As one example, the screen is rotated against a filter in the particulate matter sensor each fixed period interval. The screen is rotated a threshold angle, wherein an amount of power supplied to the screen is monitored. The screen is rotated back to its original starting position and the filter is regenerated back to a state comprising less particulate matter stored thereon. By doing this, the filter in the particulate matter sensor may comprise a substantially similar amount of particulate matter following the rotation of the screen. The particulate matter sensor is located downstream of a particulate matter filter located in the exhaust passage. The particulate matter filter undergoes regenerations to enable the particulate matter filter to continue to capture particulate matter. However, the particulate matter filter may degrade following multiple regeneration events experienced over time. The degradation may include one or more of cracks, leaks, and holes. As such, a greater amount of particulate matter may flow to the filter in the particulate matter sensor, thereby increasing an amount of power needed to rotate the screen. If the amount of power exceeds a threshold amount of power, then the particulate matter filter in the exhaust passage may be degraded.
As another example, additionally or alternatively, the particulate matter sensor does not include a screen. However, the particulate matter sensor is configured to regenerate the filter each fixed period interval, as described above. Over time, the particulate matter filter in the exhaust passage becomes degraded. This may result in higher regeneration temperatures experienced by the filter in the particulate matter sensor. As such, the particulate matter filter in the exhaust passage may be degraded when a regeneration temperature of the filter in the particulate matter sensor is greater than a threshold temperature.

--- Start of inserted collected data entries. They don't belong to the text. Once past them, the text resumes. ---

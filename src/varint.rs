//! Variable-length integers and NUL-terminated strings.
//!
//! # Varint layout
//! A value occupies 1–9 bytes.  Bytes 1–8 each carry 7 payload bits,
//! least-significant group first, with the high bit set when another byte
//! follows.  If the eighth byte still has its continuation bit set, a ninth
//! byte carries the remaining 8 bits verbatim, so `u64::MAX` fits in 9 bytes.
//!
//! ```text
//!   0x00..=0x7f          -> 1 byte
//!   0x80..=0x3fff        -> 2 bytes
//!   ...
//!   >= 1 << 56           -> 9 bytes
//! ```

use byteorder::ReadBytesExt;
use std::io::{self, Read, Write};

use crate::error::{ArcError, FormatError};

pub const MAX_VARINT_LEN: usize = 9;

/// Upper bound on a stored string.  Names and method strings are short;
/// anything longer is treated as corruption rather than allocated.
pub const MAX_STRINGZ_LEN: usize = 64 * 1024;

/// Append the encoding of `value` to `out`.  Returns the number of bytes written.
pub fn encode_varint(mut value: u64, out: &mut Vec<u8>) -> usize {
    for i in 0..8 {
        if value < 0x80 {
            out.push(value as u8);
            return i + 1;
        }
        out.push((value as u8 & 0x7f) | 0x80);
        value >>= 7;
    }
    out.push(value as u8);
    MAX_VARINT_LEN
}

/// Encoded length of `value` without producing it.
pub fn varint_len(value: u64) -> usize {
    let mut v = value;
    for i in 0..8 {
        if v < 0x80 {
            return i + 1;
        }
        v >>= 7;
    }
    MAX_VARINT_LEN
}

/// Decode a varint from the front of `data`.  Returns `(value, bytes_consumed)`.
pub fn decode_varint(data: &[u8]) -> Result<(u64, usize), FormatError> {
    let mut value = 0u64;
    for i in 0..8 {
        let b = *data.get(i).ok_or(FormatError::Truncated("varint"))?;
        value |= u64::from(b & 0x7f) << (7 * i);
        if b & 0x80 == 0 {
            return Ok((value, i + 1));
        }
    }
    let last = *data.get(8).ok_or(FormatError::Truncated("varint"))?;
    value |= u64::from(last) << 56;
    Ok((value, MAX_VARINT_LEN))
}

pub fn write_varint<W: Write + ?Sized>(writer: &mut W, value: u64) -> io::Result<usize> {
    let mut buf = Vec::with_capacity(MAX_VARINT_LEN);
    let n = encode_varint(value, &mut buf);
    writer.write_all(&buf)?;
    Ok(n)
}

pub fn read_varint<R: Read + ?Sized>(reader: &mut R) -> Result<u64, ArcError> {
    let mut value = 0u64;
    for i in 0..8 {
        let b = reader.read_u8().map_err(|e| eof_as(e, "varint"))?;
        value |= u64::from(b & 0x7f) << (7 * i);
        if b & 0x80 == 0 {
            return Ok(value);
        }
    }
    let last = reader.read_u8().map_err(|e| eof_as(e, "varint"))?;
    Ok(value | u64::from(last) << 56)
}

/// Write `s` followed by a single NUL.  Interior NULs are rejected.
pub fn write_stringz<W: Write + ?Sized>(writer: &mut W, s: &str) -> io::Result<usize> {
    if s.as_bytes().contains(&0) {
        return Err(io::Error::new(
            io::ErrorKind::InvalidInput,
            format!("string contains an interior NUL: {s:?}"),
        ));
    }
    writer.write_all(s.as_bytes())?;
    writer.write_all(&[0])?;
    Ok(s.len() + 1)
}

pub fn read_stringz<R: Read + ?Sized>(reader: &mut R) -> Result<String, ArcError> {
    let mut bytes = Vec::new();
    loop {
        let b = reader.read_u8().map_err(|e| eof_as(e, "string"))?;
        if b == 0 {
            break;
        }
        if bytes.len() == MAX_STRINGZ_LEN {
            return Err(FormatError::Corrupt("unterminated string".into()).into());
        }
        bytes.push(b);
    }
    String::from_utf8(bytes)
        .map_err(|_| FormatError::Corrupt("string is not valid UTF-8".into()).into())
}

/// Map an unexpected EOF to a truncation error; anything else stays I/O.
pub(crate) fn eof_as(e: io::Error, what: &'static str) -> ArcError {
    if e.kind() == io::ErrorKind::UnexpectedEof {
        FormatError::Truncated(what).into()
    } else {
        ArcError::Io(e)
    }
}

#[cfg(test)]
mod tests {
    use super::*;
    use std::io::Cursor;

    #[test]
    fn test_encoding_sizes() {
        assert_eq!(varint_len(0), 1);
        assert_eq!(varint_len(127), 1);
        assert_eq!(varint_len(128), 2);
        assert_eq!(varint_len(16383), 2);
        assert_eq!(varint_len(16384), 3);
        assert_eq!(varint_len((1 << 56) - 1), 8);
        assert_eq!(varint_len(1 << 56), 9);
        assert_eq!(varint_len(u64::MAX), 9);
    }

    #[test]
    fn test_known_bytes() {
        let mut out = Vec::new();
        encode_varint(300, &mut out);
        assert_eq!(out, [0xac, 0x02]);

        out.clear();
        encode_varint(u64::MAX, &mut out);
        assert_eq!(out, [0xff, 0xff, 0xff, 0xff, 0xff, 0xff, 0xff, 0xff, 0xff]);
    }

    #[test]
    fn test_slice_and_stream_agree() {
        let values = [0u64, 1, 127, 128, 300, 1 << 35, (1 << 56) + 7, u64::MAX];
        let mut buf = Vec::new();
        for v in values {
            encode_varint(v, &mut buf);
        }
        let mut cur = Cursor::new(&buf);
        let mut pos = 0;
        for v in values {
            let (decoded, used) = decode_varint(&buf[pos..]).unwrap();
            assert_eq!(decoded, v);
            pos += used;
            assert_eq!(read_varint(&mut cur).unwrap(), v);
        }
        assert_eq!(pos, buf.len());
    }

    #[test]
    fn test_truncated_varint() {
        assert!(matches!(decode_varint(&[0x80, 0x80]), Err(FormatError::Truncated(_))));
        let err = read_varint(&mut Cursor::new(vec![0xffu8; 3])).unwrap_err();
        assert!(err.is_format());
    }

    #[test]
    fn test_stringz() {
        let mut buf = Vec::new();
        write_stringz(&mut buf, "dedup:m2+zstd:3").unwrap();
        write_stringz(&mut buf, "").unwrap();
        let mut cur = Cursor::new(buf);
        assert_eq!(read_stringz(&mut cur).unwrap(), "dedup:m2+zstd:3");
        assert_eq!(read_stringz(&mut cur).unwrap(), "");
        assert!(write_stringz(&mut Vec::new(), "a\0b").is_err());
    }
}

It should be understood that the summary above is provided to introduce in simplified form a selection of concepts that are further described in the detailed description. It is not meant to identify key or essential features of the claimed subject matter, the scope of which is defined uniquely by the claims that follow the detailed description. Furthermore, the claimed subject matter is not limited to implementations that solve any disadvantages noted above or in any part of this disclosure.
FIGS. 2-3 and 6 are shown approximately to scale.